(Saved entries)
#####

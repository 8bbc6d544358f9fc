//! TOML pattern library
//!
//! Lets deployments ship custom entities as data instead of code. Each entry
//! becomes one generic [`PatternRecognizer`] per pattern; the compiled set is
//! installed as a single batch, which replaces earlier pattern recognizers
//! for the same entities without the entry's patterns evicting each other.
//!
//! ```toml
//! [recognizers.order_id]
//! entity = "ORDER_ID"
//! patterns = ['ORD-\d{4}']
//! score = 0.85
//! language = "en"
//! ```

use super::pattern::PatternRecognizer;
use crate::domain::{DeidentifyError, Result};
use serde::Deserialize;
use std::collections::HashMap;
use std::path::Path;

fn default_score() -> f32 {
    0.85
}

fn default_language() -> String {
    "en".to_string()
}

/// One pattern recognizer definition from TOML
#[derive(Debug, Clone, Deserialize)]
pub struct PatternDefinition {
    /// Entity type tag the recognizer emits
    pub entity: String,
    /// Regex patterns for this entity
    pub patterns: Vec<String>,
    /// Confidence score (0.0 - 1.0)
    #[serde(default = "default_score")]
    pub score: f32,
    /// Language the recognizer applies to
    #[serde(default = "default_language")]
    pub language: String,
}

#[derive(Debug, Deserialize)]
struct LibraryFile {
    recognizers: HashMap<String, PatternDefinition>,
}

/// A parsed pattern library
pub struct PatternLibrary {
    definitions: Vec<PatternDefinition>,
}

impl PatternLibrary {
    /// Load a pattern library from a TOML file
    pub fn from_file<P: AsRef<Path>>(path: P) -> Result<Self> {
        let content = std::fs::read_to_string(path.as_ref()).map_err(|e| {
            DeidentifyError::Configuration(format!(
                "Failed to read pattern library {}: {e}",
                path.as_ref().display()
            ))
        })?;
        Self::from_toml(&content)
    }

    /// Parse a pattern library from TOML content
    pub fn from_toml(content: &str) -> Result<Self> {
        let file: LibraryFile = toml::from_str(content)?;
        let mut definitions: Vec<PatternDefinition> = file.recognizers.into_values().collect();
        // Deterministic registration order regardless of TOML map ordering
        definitions.sort_by(|a, b| a.entity.cmp(&b.entity));
        Ok(Self { definitions })
    }

    /// Compile every definition into pattern recognizers
    ///
    /// Validation is all-or-nothing: one bad score or pattern fails the whole
    /// library, so a partially-applied library can't mask entities silently.
    pub fn compile(&self) -> Result<Vec<PatternRecognizer>> {
        let mut recognizers = Vec::new();
        for def in &self.definitions {
            for pattern in &def.patterns {
                recognizers.push(PatternRecognizer::new(
                    &def.entity,
                    pattern,
                    def.score,
                    &def.language,
                )?);
            }
        }
        Ok(recognizers)
    }

    /// Number of definitions in the library
    pub fn len(&self) -> usize {
        self.definitions.len()
    }

    /// Whether the library holds no definitions
    pub fn is_empty(&self) -> bool {
        self.definitions.is_empty()
    }
}

#[cfg(test)]
mod tests {
    use super::*;
    use crate::recognizer::Recognizer;

    const SAMPLE: &str = r#"
        [recognizers.order_id]
        entity = "ORDER_ID"
        patterns = ['ORD-\d{4}']
        score = 0.9

        [recognizers.case_number]
        entity = "CASE_NUMBER"
        patterns = ['CASE-\d{6}', 'C/\d{6}']
    "#;

    #[test]
    fn test_parse_and_compile() {
        let library = PatternLibrary::from_toml(SAMPLE).unwrap();
        assert_eq!(library.len(), 2);

        let recognizers = library.compile().unwrap();
        // CASE_NUMBER contributes two patterns
        assert_eq!(recognizers.len(), 3);
    }

    #[test]
    fn test_defaults_applied() {
        let library = PatternLibrary::from_toml(
            r#"
            [recognizers.order_id]
            entity = "ORDER_ID"
            patterns = ['ORD-\d{4}']
            "#,
        )
        .unwrap();
        let recognizers = library.compile().unwrap();
        assert_eq!(recognizers[0].language(), "en");
    }

    #[test]
    fn test_bad_score_fails_compile() {
        let library = PatternLibrary::from_toml(
            r#"
            [recognizers.bad]
            entity = "BAD"
            patterns = ['x+']
            score = 2.0
            "#,
        )
        .unwrap();
        assert!(library.compile().is_err());
    }

    #[test]
    fn test_bad_regex_fails_compile() {
        let library = PatternLibrary::from_toml(
            r#"
            [recognizers.bad]
            entity = "BAD"
            patterns = ['[unclosed']
            "#,
        )
        .unwrap();
        assert!(library.compile().is_err());
    }

    #[test]
    fn test_invalid_toml_rejected() {
        assert!(PatternLibrary::from_toml("not = valid = toml").is_err());
    }
}
// Deidentify - PII Detection and De-identification Engine
// Copyright (c) 2025 Deidentify Contributors
// Licensed under the MIT License

//! # Deidentify - PII Detection and De-identification
//!
//! Deidentify is a rule-based engine that locates personally identifiable
//! information (PII) in free text and rewrites it with irreversible
//! anonymization strategies. It ships a built-in recognizer set for common
//! entity types (emails, phone numbers, SSNs, credit cards, names, and more)
//! and accepts custom regex recognizers at runtime or from a TOML pattern
//! library.
//!
//! ## Architecture
//!
//! - [`cli`] - Command-line interface and argument parsing
//! - [`engine`] - The [`Deidentifier`] facade tying detection to anonymization
//! - [`analyzer`] - Runs recognizers over text and collects [`PiiMatch`]es
//! - [`anonymizer`] - Applies mask/hash operators to matched spans
//! - [`recognizer`] - The [`recognizer::Recognizer`] trait, built-ins, and registry
//! - [`record`] - Free-text field traversal for JSON patient records
//! - [`domain`] - Core domain types and errors
//! - [`config`] - Configuration management
//! - [`logging`] - Structured logging
//!
//! ## Quick Start
//!
//! ```rust
//! use deidentify::Deidentifier;
//!
//! fn main() -> Result<(), Box<dyn std::error::Error>> {
//!     let mut engine = Deidentifier::new()?;
//!
//!     // Optional: register a domain-specific recognizer
//!     engine.add_custom_recognizer("ORDER_ID", r"ORD-\d{4}", 0.85, "en")?;
//!
//!     let masked = engine.deidentify(
//!         "Contact jane.d@example.com about ORD-1234.",
//!         "mask",
//!         "en",
//!     )?;
//!     assert!(!masked.contains("jane.d@example.com"));
//!     Ok(())
//! }
//! ```
//!
//! ## Error Handling
//!
//! All fallible operations return [`DeidentifyError`]; detection itself is
//! fail-soft and never aborts on a single recognizer failure:
//!
//! ```rust
//! use deidentify::{Deidentifier, DeidentifyError};
//!
//! fn example() -> Result<(), DeidentifyError> {
//!     let mut engine = Deidentifier::new()?;
//!     // Rejected before any registry mutation
//!     assert!(engine.add_custom_recognizer("X", r"\d+", 1.5, "en").is_err());
//!     Ok(())
//! }
//! ```
//!
//! ## Logging
//!
//! Deidentify uses structured logging with the `tracing` crate; span skips,
//! recognizer failures, and registry changes are all reported with fields
//! rather than formatted strings.

pub mod analyzer;
pub mod anonymizer;
pub mod cli;
pub mod config;
pub mod domain;
pub mod engine;
pub mod logging;
pub mod recognizer;
pub mod record;

pub use domain::{DeidentifyError, EntityType, PiiMatch, Result};
pub use engine::{Deidentifier, DEFAULT_LANGUAGE};
pub use record::{deidentify_patient_record, deidentify_record_fields, FREE_TEXT_FIELDS};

#####

Required work:
In the entries above, one line contains "pub struct PatternDefinition" and another contains "pub fn from_file<P: AsRef<Path>>(path: P)". Reproduce exactly those two lines and the lines between them, nothing else.

Answer box:
pub struct PatternDefinition {
    /// Entity type tag the recognizer emits
    pub entity: String,
    /// Regex patterns for this entity
    pub patterns: Vec<String>,
    /// Confidence score (0.0 - 1.0)
    #[serde(default = "default_score")]
    pub score: f32,
    /// Language the recognizer applies to
    #[serde(default = "default_language")]
    pub language: String,
}

#[derive(Debug, Deserialize)]
struct LibraryFile {
    recognizers: HashMap<String, PatternDefinition>,
}

/// A parsed pattern library
pub struct PatternLibrary {
    definitions: Vec<PatternDefinition>,
}

impl PatternLibrary {
    /// Load a pattern library from a TOML file
    pub fn from_file<P: AsRef<Path>>(path: P) -> Result<Self> {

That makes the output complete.